A viable and “win-win” solution to the border dispute could involve the swap of exclaves, thereby legitimizing the current status quo, the return of border villages, the withdrawal of troops to the 1991 Soviet borders in all directions, and relevant territorial and/or logistical adjustments for transport lines crossing the border areas.

However, as previously mentioned, operational conditions present significant obstacles to such a resolution. Given the existing acute power asymmetry and the limited bargaining space available, it is worth considering ways to enhance the potential for negotiations. The following steps could potentially shift the situation in a positive direction.

  • To avert the escalating danger, it is imperative to promptly take preventive measures. While international engagement on both ends could potentially yeild a positive impact, it seems challenging given the current conditions, to anticipate Azerbaijan agreeing to any form of international intervention. Nevertheless, enhancing the operational capabilities of the EU Monitoring Mission in Armenia (EUMA) could serve as an initial step.
  • Yet, more significantly, the EU should engage in substantive negotiations with Azerbaijan in order to institutionalize communications between EUMA and Azerbaijan. If this occurs, EUMA could act as a facilitator in terms of contact between the parties and, to some extent, serve as an intermediary to prevent potential incidents.
  • The international facilitators/mediators can contribute to expanding the bargaining space. The border issues have been negotiated through bilateral discussions and have also been a subject of talks mediated by Russia and facilitated by the EU and the US. Considering the limitations Russia faces in this regard, the EU stands out as the primary actor with the potential to broaden the scope for bargaining if reaching an agreement on border issues is contingent on “peace dividends.” Examples of such dividends may involve investment packages for border regions, employing various financial instruments in bilateral relations (such as investing in the reconstruction of territories and aiding demining efforts in Azerbaijan, or supporting the rehabilitation of transport infrastructure in Armenia).

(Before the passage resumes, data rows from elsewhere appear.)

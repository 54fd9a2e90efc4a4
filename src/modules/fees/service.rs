use std::collections::HashMap;

use anyhow::{Context, anyhow};
use chrono::{NaiveDate, Utc};
use sqlx::{PgPool, Postgres, Transaction};
use tracing::instrument;

use schoolbase_core::AppError;
use schoolbase_core::pagination::Paginated;
use schoolbase_models::ids::{FeeStructureId, InvoiceId, PaymentId, StudentId, UserId};
use schoolbase_models::{NotificationEvent, SchoolSettings};

use crate::metrics::{track_payment_recorded, track_waiver_applied};
use crate::modules::fees::model::{
    CreateFeeStructureDto, CreateInvoiceDto, CreateWaiverDto, FeeInvoice, FeePayment,
    FeeStructure, FeeStructureFilterParams, FeeWaiver, InvoiceDetail, InvoiceFilterParams,
    InvoiceStatus, Ledger, LedgerError, MyFees, OverdueInvoice, OverdueInvoiceRow, OverdueParams,
    PaymentReceipt, PaymentStatus, RecordPaymentDto, UpdateFeeStructureDto, UpdateInvoiceDto,
    WaiverFilterParams, WaiverWithStudent,
};
use crate::notifier::{Notifier, dispatch_notification};

pub(crate) const INVOICE_COLUMNS: &str =
    "id, student_id, term, amount, balance, status, due_date, late_fee, description, created_at, updated_at";

const PAYMENT_COLUMNS: &str =
    "id, invoice_id, amount, applied_amount, date, method, reference, status, recorded_by, created_at";

const WAIVER_COLUMNS: &str = "id, student_id, invoice_id, waiver_type, amount, percentage, applied_amount, reason, effective_date, status, approved_by, created_at";

const STRUCTURE_COLUMNS: &str = "id, name, class_name, term, tuition_fee, boarding_fee, activity_fee, exam_fee, other_fees, total_amount, is_active, created_at";

const DEFAULT_STUDENT_NAME: &str = "your child";

/// The payment is already committed, so a failed lookup only degrades the
/// notification text.
fn name_or_default(student_id: StudentId, lookup: Result<String, AppError>) -> String {
    lookup.unwrap_or_else(|e| {
        tracing::warn!(
            student_id = %student_id,
            error = %e.error,
            "Student name lookup failed; notifying with a generic name"
        );
        DEFAULT_STUDENT_NAME.to_string()
    })
}

fn ledger_error(e: LedgerError) -> AppError {
    match e {
        LedgerError::InvalidTransition { .. } => AppError::conflict(e),
        _ => AppError::unprocessable(e),
    }
}

fn invoice_not_found() -> AppError {
    AppError::not_found(anyhow!("Invoice not found"))
}

pub struct FeeService;
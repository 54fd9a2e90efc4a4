//! # Schoolbase Core
//!
//! Core types, errors, and utilities for the Schoolbase API.
//!
//! This crate provides foundational types used throughout the application:
//!
//! - [`errors`]: Application error type with HTTP response conversion
//! - [`pagination`]: Pagination utilities for list endpoints
//! - [`password`]: Password hashing and verification
//! - [`serde`]: Query-string deserialization helpers
//! - [`compact`]: Run-length compaction of ordered sequences
//! - [`csv`]: Minimal CSV writer for report exports
//!
//! # Example
//!
//! ```ignore
//! use schoolbase_core::errors::AppError;
//! use schoolbase_core::pagination::PaginationParams;
//!
//! let error = AppError::not_found(anyhow::anyhow!("Invoice not found"));
//! let params = PaginationParams::default();
//! let limit = params.limit();
//! ```

pub mod compact;
pub mod csv;
pub mod errors;
pub mod pagination;
pub mod password;
pub mod serde;

// Re-export commonly used types at crate root
pub use compact::{Run, compact_adjacent};
pub use errors::AppError;
pub use pagination::{PaginationMeta, PaginationParams};
pub use password::{hash_password, verify_password};
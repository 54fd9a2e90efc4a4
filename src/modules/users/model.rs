pub use schoolbase_models::users::{
    CreateGuardianLinkDto, CreateUserDto, GuardianLink, LinkedStudent, RoleInfo,
    SetStudentLinkDto, UpdateUserDto, User, UserFilterParams, UserWithRoles, parse_role_names,
};
use crate::{env_flag, env_or, env_string};

/// Process-level settings: listener, pool size, logging, metrics.
#[derive(Clone, Debug)]
pub struct ServerConfig {
    pub port: u16,
    pub database_max_connections: u32,
    pub log_dir: String,
    pub observability_enabled: bool,
    pub metrics_port: u16,
}

impl ServerConfig {
    pub fn from_env() -> Self {
        Self {
            port: env_or("PORT", 3000),
            database_max_connections: env_or("DATABASE_MAX_CONNECTIONS", 10),
            log_dir: env_string("LOG_DIR", "storage/logs"),
            observability_enabled: env_flag("OBSERVABILITY_ENABLED", true),
            metrics_port: env_or("METRICS_PORT", 9090),
        }
    }
}
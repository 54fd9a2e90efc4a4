pub mod accounting;
pub mod applications;
pub mod attendance;
pub mod auth;
pub mod communication;
pub mod discipline;
pub mod exams;
pub mod fees;
pub mod grades;
pub mod notifications;
pub mod settings;
pub mod students;
pub mod teachers;
pub mod timetable;
pub mod users;

pub use self::auth::model::LoginRequest;
pub use self::users::model::User;
//! Demo data for local development.
//!
//! Generated rows are recognisable by the `SEED-` admission prefix and the
//! `seed.schoolbase.test` email domain, which is what the clear commands
//! delete by.

mod academics;
mod fees;
mod models;
mod students;
mod users;

use std::time::Instant;

use sqlx::PgPool;

use schoolbase_models::ids::UserId;

pub use models::{SEED_ADMISSION_PREFIX, SEED_EMAIL_DOMAIN, SEED_PASSWORD, SeedConfig};
pub use users::create_admin;

#[derive(Debug, Default)]
pub struct SeedSummary {
    pub students: usize,
    pub users: usize,
    pub teachers: usize,
    pub invoices: u64,
}

pub async fn seed_all(
    db: &PgPool,
    config: SeedConfig,
) -> Result<SeedSummary, Box<dyn std::error::Error>> {
    let start_time = Instant::now();
    println!("🌱 Starting database seeding...");
    println!("   - Classes: {}", config.classes.join(", "));
    println!("   - Students per class: {}", config.students_per_class);

    // One hash for every account keeps seeding fast
    let password_hash = schoolbase_core::hash_password(SEED_PASSWORD)
        .map_err(|e| format!("Failed to hash password: {}", e.error))?;

    let student_ids = students::seed_students(db, &config).await?;

    let staff = users::generate_staff_users(&password_hash);
    let family = users::generate_family_users(&student_ids, &password_hash);
    println!("👥 Seeding {} accounts...", staff.len() + family.len());
    let staff_ids = users::insert_users_batch(db, &staff).await?;
    let family_ids = users::insert_users_batch(db, &family).await?;

    // Family accounts come in (student, parent) pairs
    let parent_links: Vec<(UserId, _)> = family_ids
        .chunks(2)
        .zip(student_ids.iter())
        .filter_map(|(pair, student_id)| pair.get(1).map(|parent| (*parent, *student_id)))
        .collect();
    users::link_guardians(db, &parent_links).await?;

    let teachers = academics::generate_teachers(&config);
    let teacher_accounts: Vec<_> = teachers
        .iter()
        .map(|t| models::UserSeed {
            email: t.email.clone(),
            full_name: t.full_name.clone(),
            password_hash: password_hash.clone(),
            role: schoolbase_auth::Role::Teacher,
            student_id: None,
        })
        .collect();
    let teacher_account_ids = users::insert_users_batch(db, &teacher_accounts).await?;
    let teacher_count = academics::seed_teachers(db, &teachers).await?;

    let invoices = fees::seed_invoices(db, &student_ids, &config).await?;

    let summary = SeedSummary {
        students: student_ids.len(),
        users: staff_ids.len() + family_ids.len() + teacher_account_ids.len(),
        teachers: teacher_count,
        invoices,
    };

    println!("\n✅ Seeding completed in {:?}", start_time.elapsed());
    println!("   Password for every seeded account: {}", SEED_PASSWORD);
    Ok(summary)
}

pub async fn clear_all(db: &PgPool) -> Result<(), Box<dyn std::error::Error>> {
    let start_time = Instant::now();
    println!("🗑️  Clearing seeded data...");

    academics::clear_teachers(db).await?;
    users::clear_users(db).await?;
    students::clear_students(db).await?;

    println!("✅ Cleared seeded data in {:?}", start_time.elapsed());
    Ok(())
}
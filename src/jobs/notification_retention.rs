//! Deletes read notifications past the retention window.

use sqlx::PgPool;
use tracing::info;

use schoolbase_core::AppError;

use super::scheduler::{Job, JobFrequency};
use crate::modules::notifications::service::NotificationService;

const DEFAULT_RETENTION_DAYS: i64 = 90;

pub struct NotificationRetentionJob {
    db: PgPool,
    retention_days: i64,
}

impl NotificationRetentionJob {
    pub fn new(db: PgPool, retention_days: Option<i64>) -> Self {
        Self {
            db,
            retention_days: retention_days.unwrap_or(DEFAULT_RETENTION_DAYS),
        }
    }
}

#[async_trait::async_trait]
impl Job for NotificationRetentionJob {
    fn name(&self) -> &'static str {
        "notification_retention"
    }

    fn frequency(&self) -> JobFrequency {
        JobFrequency::Daily
    }

    async fn execute(&self) -> Result<u64, AppError> {
        let deleted =
            NotificationService::purge_read_older_than(&self.db, self.retention_days).await?;
        info!(deleted, retention_days = self.retention_days, "Purged read notifications");
        Ok(deleted)
    }
}
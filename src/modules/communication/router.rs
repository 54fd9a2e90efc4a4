use axum::{
    Router,
    routing::{get, post},
};

use super::controller::{
    create_template, delete_template, get_template, list_templates, send_bulk_email, send_email,
    send_to_parents, update_template,
};
use crate::state::AppState;

pub fn init_communication_router() -> Router<AppState> {
    Router::new()
        .route("/templates", get(list_templates).post(create_template))
        .route(
            "/templates/{id}",
            get(get_template).put(update_template).delete(delete_template),
        )
        .route("/send", post(send_email))
        .route("/send-bulk", post(send_bulk_email))
        .route("/send-to-parents/{student_id}", post(send_to_parents))
}
use axum::{Router, routing::get};

use super::controller::{get_sheet, get_streaks, mark_attendance, my_attendance};
use crate::state::AppState;

pub fn init_attendance_router() -> Router<AppState> {
    Router::new()
        .route("/", get(get_sheet).post(mark_attendance))
        .route("/my", get(my_attendance))
        .route("/students/{id}/streaks", get(get_streaks))
}
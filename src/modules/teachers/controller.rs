use axum::{
    Json,
    extract::{Path, Query, State},
    http::StatusCode,
};
use tracing::instrument;

use schoolbase_core::AppError;
use schoolbase_models::ids::{AssignmentId, TeacherId};

use super::model::{
    AssignmentFilterParams, CreateAssignmentDto, CreateTeacherDto, Teacher, TeacherAssignment,
    TeacherFilterParams, UpdateTeacherDto,
};
use super::service::TeacherService;
use crate::middleware::auth::RequireTeachers;
use crate::modules::auth::controller::ErrorResponse;
use crate::state::AppState;
use crate::validator::ValidatedJson;

#[utoipa::path(
    get,
    path = "/api/teachers",
    params(TeacherFilterParams),
    responses(
        (status = 200, description = "Teachers", body = Vec<Teacher>),
        (status = 403, description = "Forbidden", body = ErrorResponse)
    ),
    security(("bearer_auth" = [])),
    tag = "Teachers"
)]
#[instrument(skip(state))]
pub async fn get_teachers(
    State(state): State<AppState>,
    _guard: RequireTeachers,
    Query(filters): Query<TeacherFilterParams>,
) -> Result<Json<Vec<Teacher>>, AppError> {
    Ok(Json(TeacherService::list_teachers(&state.db, filters).await?))
}

#[utoipa::path(
    post,
    path = "/api/teachers",
    request_body = CreateTeacherDto,
    responses(
        (status = 201, description = "Teacher created", body = Teacher),
        (status = 409, description = "Email already in use", body = ErrorResponse),
        (status = 422, description = "Validation error", body = ErrorResponse)
    ),
    security(("bearer_auth" = [])),
    tag = "Teachers"
)]
#[instrument(skip(state, dto))]
pub async fn create_teacher(
    State(state): State<AppState>,
    _guard: RequireTeachers,
    ValidatedJson(dto): ValidatedJson<CreateTeacherDto>,
) -> Result<(StatusCode, Json<Teacher>), AppError> {
    let teacher = TeacherService::create_teacher(&state.db, dto).await?;
    Ok((StatusCode::CREATED, Json(teacher)))
}

#[utoipa::path(
    get,
    path = "/api/teachers/{id}",
    params(("id" = uuid::Uuid, Path, description = "Teacher ID")),
    responses(
        (status = 200, description = "Teacher", body = Teacher),
        (status = 404, description = "Teacher not found", body = ErrorResponse)
    ),
    security(("bearer_auth" = [])),
    tag = "Teachers"
)]
#[instrument(skip(state))]
pub async fn get_teacher(
    State(state): State<AppState>,
    _guard: RequireTeachers,
    Path(id): Path<TeacherId>,
) -> Result<Json<Teacher>, AppError> {
    Ok(Json(TeacherService::get_teacher(&state.db, id).await?))
}

#[utoipa::path(
    put,
    path = "/api/teachers/{id}",
    params(("id" = uuid::Uuid, Path, description = "Teacher ID")),
    request_body = UpdateTeacherDto,
    responses(
        (status = 200, description = "Teacher updated", body = Teacher),
        (status = 404, description = "Teacher not found", body = ErrorResponse),
        (status = 409, description = "Email already in use", body = ErrorResponse)
    ),
    security(("bearer_auth" = [])),
    tag = "Teachers"
)]
#[instrument(skip(state, dto))]
pub async fn update_teacher(
    State(state): State<AppState>,
    _guard: RequireTeachers,
    Path(id): Path<TeacherId>,
    ValidatedJson(dto): ValidatedJson<UpdateTeacherDto>,
) -> Result<Json<Teacher>, AppError> {
    Ok(Json(TeacherService::update_teacher(&state.db, id, dto).await?))
}

#[utoipa::path(
    delete,
    path = "/api/teachers/{id}",
    params(("id" = uuid::Uuid, Path, description = "Teacher ID")),
    responses(
        (status = 204, description = "Teacher and assignments deleted"),
        (status = 404, description = "Teacher not found", body = ErrorResponse)
    ),
    security(("bearer_auth" = [])),
    tag = "Teachers"
)]
#[instrument(skip(state))]
pub async fn delete_teacher(
    State(state): State<AppState>,
    _guard: RequireTeachers,
    Path(id): Path<TeacherId>,
) -> Result<StatusCode, AppError> {
    TeacherService::delete_teacher(&state.db, id).await?;
    Ok(StatusCode::NO_CONTENT)
}

#[utoipa::path(
    get,
    path = "/api/teachers/assignments",
    params(AssignmentFilterParams),
    responses(
        (status = 200, description = "Teacher assignments", body = Vec<TeacherAssignment>)
    ),
    security(("bearer_auth" = [])),
    tag = "Teachers"
)]
#[instrument(skip(state))]
pub async fn list_assignments(
    State(state): State<AppState>,
    _guard: RequireTeachers,
    Query(filters): Query<AssignmentFilterParams>,
) -> Result<Json<Vec<TeacherAssignment>>, AppError> {
    Ok(Json(TeacherService::list_assignments(&state.db, filters).await?))
}

/// Assign a teacher to a class and subject
#[utoipa::path(
    post,
    path = "/api/teachers/assignments",
    request_body = CreateAssignmentDto,
    responses(
        (status = 201, description = "Assignment created", body = TeacherAssignment),
        (status = 404, description = "Teacher not found", body = ErrorResponse),
        (status = 409, description = "Assignment already exists", body = ErrorResponse)
    ),
    security(("bearer_auth" = [])),
    tag = "Teachers"
)]
#[instrument(skip(state, dto))]
pub async fn create_assignment(
    State(state): State<AppState>,
    _guard: RequireTeachers,
    ValidatedJson(dto): ValidatedJson<CreateAssignmentDto>,
) -> Result<(StatusCode, Json<TeacherAssignment>), AppError> {
    let assignment = TeacherService::create_assignment(&state.db, dto).await?;
    Ok((StatusCode::CREATED, Json(assignment)))
}

#[utoipa::path(
    delete,
    path = "/api/teachers/assignments/{id}",
    params(("id" = uuid::Uuid, Path, description = "Assignment ID")),
    responses(
        (status = 204, description = "Assignment removed"),
        (status = 404, description = "Assignment not found", body = ErrorResponse)
    ),
    security(("bearer_auth" = [])),
    tag = "Teachers"
)]
#[instrument(skip(state))]
pub async fn delete_assignment(
    State(state): State<AppState>,
    _guard: RequireTeachers,
    Path(id): Path<AssignmentId>,
) -> Result<StatusCode, AppError> {
    TeacherService::delete_assignment(&state.db, id).await?;
    Ok(StatusCode::NO_CONTENT)
}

  • Given the complexities inherent in the border dispute, particularly concerning the exclaves, adopting progressive territorial arrangements could offer a more manageable and less politically charged pathway. This approach would allow both parties a flexible framework for negotiations. It is crucial to ink nuanced agreements that would, at the very least, provide a structured framework for future border negotiations.